O papel da Cidade do Conhecimento- criada há cinco anos no instituto de Estudos Avançados da Universidade de São Paulo – no Pipa Móvel é o de que na proporção que o projeto gere renda e ocupação aos nativos, seja promovida a emancipação digital de indivíduos e organizações. Já a EducaPipa quer, com o retorno financeiro obtido, reverte-lo em novos cursos para a comunidade. Além da Rede Pipa (telecentros que atendem de 300 a 400 crianças e adolescentes por mês), a ONG ainda oferece aulas de drama, grafite, pesca oceânica, educação ambiental e, é claro, coco de zambê.
“Se fala muito em sustentabilidade nos projetos de inclusão digital, mas esta só é alcançada quando se emancipa a comunidade, gerando emprego e renda”, diz o diretor da Cidade do Conhecimento Gilson Schwartz ao ArteCidadania. “Queremos que os consumidores optem por um consumo cidadão, inteligente e sustentável. Na medida que o Pipa Móvel consegue gerar renda, o produtor das obras também ampliará o seu leque de consumo, não só de bens e serviços digitais, mas de outros bens tangíveis como alimentação, saúde, moradia e lazer”, salienta ainda.

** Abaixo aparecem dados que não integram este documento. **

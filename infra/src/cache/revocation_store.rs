//! Redis implementation of the RevocationStore trait.

use async_trait::async_trait;
use chrono::{DateTime, Utc};
use redis::{aio::MultiplexedConnection, AsyncCommands};
use tracing::debug;

use sg_core::domain::entities::revocation::RevocationEntry;
use sg_core::errors::DomainError;
use sg_core::repositories::RevocationStore;
use sg_shared::config::CacheConfig;

use crate::cache::redis_client::connect_with_retry;
use crate::token_hash::hash_token;
use crate::InfrastructureError;

/// Seconds a key outlives the token it revokes
const TTL_SLACK_SECONDS: i64 = 60;

/// Redis implementation of RevocationStore
///
/// One key per revoked token: `<prefix>:revoked:<sha256>`, value the owner's
/// email. Keys expire shortly after the token itself would; entries with an
/// unknown expiry never expire.
#[derive(Clone)]
pub struct RedisRevocationStore {
    connection: MultiplexedConnection,
    config: CacheConfig,
}

impl RedisRevocationStore {
    /// Connect using `config`, with up to three attempts
    pub async fn connect(config: CacheConfig) -> Result<Self, InfrastructureError> {
        let connection = connect_with_retry(&config, 3, 100).await?;
        Ok(Self::new(connection, config))
    }

    pub fn new(connection: MultiplexedConnection, config: CacheConfig) -> Self {
        Self { connection, config }
    }

    fn key(&self, token: &str) -> String {
        revocation_key(&self.config, token)
    }
}

pub(crate) fn revocation_key(config: &CacheConfig, token: &str) -> String {
    config.make_key(&format!("revoked:{}", hash_token(token)))
}

/// TTL for an entry revoked at `now`, `None` to keep it forever
pub(crate) fn key_ttl(entry: &RevocationEntry, now: DateTime<Utc>) -> Option<u64> {
    entry.expires_at.map(|expiry| {
        let remaining = (expiry - now).num_seconds().max(0);
        (remaining + TTL_SLACK_SECONDS) as u64
    })
}

#[async_trait]
impl RevocationStore for RedisRevocationStore {
    async fn contains(&self, token: &str) -> Result<bool, DomainError> {
        let mut conn = self.connection.clone();

        conn.exists(self.key(token))
            .await
            .map_err(|e| DomainError::store(format!("Failed to check revoked token: {}", e)))
    }

    async fn add(&self, entry: RevocationEntry) -> Result<(), DomainError> {
        let mut conn = self.connection.clone();
        let key = self.key(&entry.token);

        let result = match key_ttl(&entry, Utc::now()) {
            Some(ttl) => conn.set_ex::<_, _, ()>(&key, &entry.owner_email, ttl).await,
            None => conn.set::<_, _, ()>(&key, &entry.owner_email).await,
        };

        result.map_err(|e| DomainError::store(format!("Failed to revoke token: {}", e)))?;
        debug!("Revoked token stored under {}", key);
        Ok(())
    }

    async fn purge_expired(&self, _cutoff: DateTime<Utc>) -> Result<usize, DomainError> {
        // Keys carry their own TTL
        Ok(0)
    }
}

A ampliação desse projeto e de outros que surgirão possibilitará que os talentos folclóricos, regionais e a riqueza paisagística de tantas cidades brasileiras ganhem a mobilidade de um postal e permitam o estabelecimento de relações mais duradouras entre o povo e sua raiz, formando assim uma sociedade ampla de interessados no desenvolvimento sustentável das belezas naturais do Brasil. Os integrantes destas cidades aprendem a capturar, digitalizar e editar sons e imagens tradicionais.
Atualmente, ocorre em nosso país um impacto muito grande das redes digitais sobre a produção e distribuição de informações e com isso, o compartilhamento de conhecimento. Então porque não usar esses avanços para expôr e propagar mundialmente a cultura brasileira? Talvez seja o caminho para eternizar tradições. Usando o exemplo do coco de zambê- um grupo secular da região que estava se perdendo com o tempo-, O Pipa Móvel trouxe ele de volta para a mídia por causa dos ringtones. É um resgate e, porque não dizer, uma perpetuação dessa embolada local.
Para o diretor da Cidade do Conhecimento o projeto dará certo porque ele acredita que muitos brasileiros se entusiasmam com coisas boas, coisas da nossa gente, da nossa cultura. É necessário criar pontes entre o dinheiro e responsabilidade social, entre o material e o imaterial, entre a cultura e a vida.